2. Playing Outside Was Normal, Not Prohibited
Most people who pass by a park today and see 10-year old children playing alone, think “why” as fear strikes a chord. Why are they without their parents? Why are they playing alone without supervision? This was normal and just a way of life in the 70s. We stayed outside until the lights turned off in the summer or heard our parents screaming to come inside. Nobody called the police because a group of kids were playing alone on their street or in the park. When parents had people over, we were expected to go outdoors. We didn’t live in nanny state where unsupervised children were seen as having negligent parents. We should all be ashamed of creating a society where children are prohibited from playing outside with their friends after 6pm or chastising parents for allowing them to. And yes, we had child murderers, molesters, kidnappers back then too. We just didn’t freak out about the “what ifs” at the expense of our children’s freedom and expression of who they are. Now we have them cooped up in front of iPods, iPads, playstation, xbox and any other device that can lock their attention to a screen as long as they’re at home and our perception of security is at ease. Some people call that technological progress, but it’s nothing more than a safety net to ease our conscience and societal expectations gone adrift.

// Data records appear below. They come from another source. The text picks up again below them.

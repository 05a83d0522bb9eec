//! Phrase data and compiled phrases.

use std::fmt;
use std::sync::{Arc, LazyLock};

use regex::{Captures, Regex};
use serde::{Deserialize, Deserializer};

use super::params::Params;

static PLACEHOLDER: LazyLock<Regex> = LazyLock::new(|| {
    Regex::new(r"\{\{\s*([0-9A-Za-z_]+)\s*\}\}").expect("placeholder pattern is valid")
});

/// A phrase computed by user code from its parameters.
pub type PhraseFn = Arc<dyn Fn(&Params) -> String + Send + Sync>;

/// Raw phrase content as supplied by the application.
///
/// Text deserializes from a JSON string; functions can only be built in code.
#[derive(Clone)]
pub enum PhraseData {
    /// Plain text or a `{{ name }}` template.
    Text(String),
    /// A custom function of the parameters.
    Function(PhraseFn),
}

impl PhraseData {
    /// Wraps a custom phrase function.
    pub fn function<F>(function: F) -> Self
    where
        F: Fn(&Params) -> String + Send + Sync + 'static,
    {
        Self::Function(Arc::new(function))
    }
}

impl fmt::Debug for PhraseData {
    fn fmt(&self, formatter: &mut fmt::Formatter<'_>) -> fmt::Result {
        match self {
            Self::Text(text) => formatter.debug_tuple("Text").field(text).finish(),
            Self::Function(_) => formatter.write_str("Function(..)"),
        }
    }
}

impl PartialEq for PhraseData {
    fn eq(&self, other: &Self) -> bool {
        match (self, other) {
            (Self::Text(left), Self::Text(right)) => left == right,
            (Self::Function(left), Self::Function(right)) => Arc::ptr_eq(left, right),
            _ => false,
        }
    }
}

impl From<&str> for PhraseData {
    fn from(text: &str) -> Self {
        Self::Text(text.to_owned())
    }
}

impl From<String> for PhraseData {
    fn from(text: String) -> Self {
        Self::Text(text)
    }
}

impl<'de> Deserialize<'de> for PhraseData {
    fn deserialize<D>(deserializer: D) -> Result<Self, D::Error>
    where
        D: Deserializer<'de>,
    {
        String::deserialize(deserializer).map(Self::Text)
    }
}

/// Text with `{{ name }}` placeholders.
///
/// Placeholder names are ASCII word characters; whitespace inside the braces
/// is ignored.
///
/// # Examples
///
/// ```rust
/// use ngry::translate::{Params, Template};
///
/// let template = Template::parse("{{a}} + {{b}} = {{ sum }}").unwrap();
/// let params = Params::new().with("a", 1).with("b", 1).with("sum", 2);
///
/// assert_eq!(template.render(&params), "1 + 1 = 2");
/// assert!(Template::parse("no placeholders").is_none());
/// ```
#[derive(Clone, Debug, PartialEq, Eq)]
pub struct Template {
    source: String,
}

impl Template {
    /// Returns `true` when `text` contains at least one placeholder.
    #[must_use]
    pub fn is_template(text: &str) -> bool {
        PLACEHOLDER.is_match(text)
    }

    /// Parses `text`, returning `None` when it has no placeholder.
    #[must_use]
    pub fn parse(text: &str) -> Option<Self> {
        Self::is_template(text).then(|| Self {
            source: text.to_owned(),
        })
    }

    /// Returns the template text.
    #[must_use]
    pub fn source(&self) -> &str {
        &self.source
    }

    /// Lists the placeholder names in order of appearance.
    pub fn placeholders(&self) -> impl Iterator<Item = &str> {
        PLACEHOLDER
            .captures_iter(&self.source)
            .filter_map(|captures| captures.get(1))
            .map(|name| name.as_str())
    }

    /// Substitutes every placeholder.
    ///
    /// A parameter that is missing or `None` renders as the empty string and
    /// is logged.
    #[must_use]
    pub fn render(&self, params: &Params) -> String {
        PLACEHOLDER
            .replace_all(&self.source, |captures: &Captures<'_>| {
                let name = &captures[1];
                params.get(name).map_or_else(
                    || {
                        tracing::warn!(
                            "Parameter \"{name}\" of phrase \"{}\" is missing",
                            self.source
                        );
                        String::new()
                    },
                    str::to_owned,
                )
            })
            .into_owned()
    }
}

/// A phrase ready to render.
#[derive(Clone)]
pub enum Phrase {
    /// Text returned as is.
    Plain(String),
    /// Text with placeholders.
    Template(Template),
    /// A custom function.
    Function(PhraseFn),
}

impl Phrase {
    /// Compiles raw phrase data.
    ///
    /// Text with placeholders becomes a [`Phrase::Template`], other text a
    /// [`Phrase::Plain`], and functions are kept as they are.
    ///
    /// # Examples
    ///
    /// ```rust
    /// use ngry::translate::{Params, Phrase, PhraseData};
    ///
    /// let plain = Phrase::compile(&PhraseData::from("Hello world"));
    /// assert_eq!(plain.render(&Params::new()), "Hello world");
    ///
    /// let greeting = Phrase::compile(&PhraseData::from("Hello {{name}}"));
    /// assert_eq!(greeting.render(&Params::new().with("name", "folks")), "Hello folks");
    /// ```
    #[must_use]
    pub fn compile(data: &PhraseData) -> Self {
        match data {
            PhraseData::Text(text) => {
                Template::parse(text).map_or_else(|| Self::Plain(text.clone()), Self::Template)
            }
            PhraseData::Function(function) => Self::Function(Arc::clone(function)),
        }
    }

    /// Renders the phrase with `params`.
    #[must_use]
    pub fn render(&self, params: &Params) -> String {
        match self {
            Self::Plain(text) => text.clone(),
            Self::Template(template) => template.render(params),
            Self::Function(function) => function(params),
        }
    }
}

impl fmt::Debug for Phrase {
    fn fmt(&self, formatter: &mut fmt::Formatter<'_>) -> fmt::Result {
        match self {
            Self::Plain(text) => formatter.debug_tuple("Plain").field(text).finish(),
            Self::Template(template) => formatter.debug_tuple("Template").field(template).finish(),
            Self::Function(_) => formatter.write_str("Function(..)"),
        }
    }
}

#[cfg(test)]
mod tests {
    use super::*;
    use rstest::rstest;

    #[rstest]
    #[case("Hello {{name}}", Params::new().with("name", "world"), "Hello world")]
    #[case("Hello {{ name }}", Params::new().with("name", "world"), "Hello world")]
    #[case("Hello {{ name }}", Params::new(), "Hello ")]
    #[case("Hello {{ name }}", Params::new().with("value", "world"), "Hello ")]
    #[case("Hello {{ name }}", Params::new().with_optional("name", None::<&str>), "Hello ")]
    #[case("Checked: {{ checked }}", Params::new().with("checked", true), "Checked: true")]
    #[case("Checked: {{ checked }}", Params::new().with("checked", false), "Checked: false")]
    fn template_interpolates_parameters(
        #[case] text: &str,
        #[case] params: Params,
        #[case] expected: &str,
    ) {
        let template = Template::parse(text).unwrap();
        assert_eq!(template.render(&params), expected);
    }

    #[rstest]
    fn placeholders_are_listed_in_order() {
        let template = Template::parse("{{ a }} and {{b}} and {{ a }}").unwrap();
        assert_eq!(template.placeholders().collect::<Vec<_>>(), vec!["a", "b", "a"]);
    }

    #[rstest]
    #[case("{{}}")]
    #[case("{{ two words }}")]
    #[case("{ name }")]
    fn malformed_placeholders_are_plain_text(#[case] text: &str) {
        assert!(matches!(Phrase::compile(&PhraseData::from(text)), Phrase::Plain(_)));
    }

    #[rstest]
    fn function_phrase_receives_params() {
        let data = PhraseData::function(|params: &Params| {
            format!("{} items", params.get("count").unwrap_or("no"))
        });

        let phrase = Phrase::compile(&data);

        assert_eq!(phrase.render(&Params::new().with("count", 2)), "2 items");
        assert_eq!(phrase.render(&Params::new()), "no items");
    }

    #[rstest]
    fn text_deserializes_from_string() {
        let data: PhraseData = serde_json::from_str("\"Hello\"").unwrap();
        assert_eq!(data, PhraseData::from("Hello"));
    }
}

3. Children Were Not Labeled As ADHD, ADD, or Hyperactive. They Were Just Kids Being Kids
Children today are being medicated at alarming rates for what appears to be normal childhood behavior. Yes, there are some children with legitimate behavioral issues but they are an extreme minority and none of these issues are solved by medication. The big problem is that we’re diagnosing and labeling common temper outbursts and other disruptive behavior in millions of children as attention deficit disorder (ADD) or attention deficit hyperactivity disorder (ADHD). If you took a subset of 3-year old children from 1970 and transported them to our current timeline, you would see that not much has changed , however the way we deal with them has. We are putting kids on long-term stimulants as if it was candy. A nationwide CDC survey found that 11 percent of children ages 4 to 17 have received a diagnosis of ADHD, and about one in five boys. A vast majority are put on medications such as methylphenidate (commonly known as Ritalin) or amphetamines like Adderall which cause growth suppression, insomnia and hallucinations. About half a trillion US dollars is being wasted on unnecessary medication of young children for ADHD, of which almost 100 million is funded by Medicaid. The youngest kindergarten kids are 60 percent more likely to be diagnosed with ADHD than the oldest in the same grade, and also, by the time those groups reached the fifth and eighth grades, the youngest are more than twice as likely to be on prescription stimulants. We’ve taken all “hard to control” kids and lumped them into a couple of diagnostic categories of what we perceive as mental illness. That’s ridiculous. Let’s stop targeting children and start being present with them with new activities, adventure, and change. They need balance with activities that are calming, relaxing, and nurturing. Only then will these children respond to a support system that cares about their development rather than a pill to suppress the symptoms.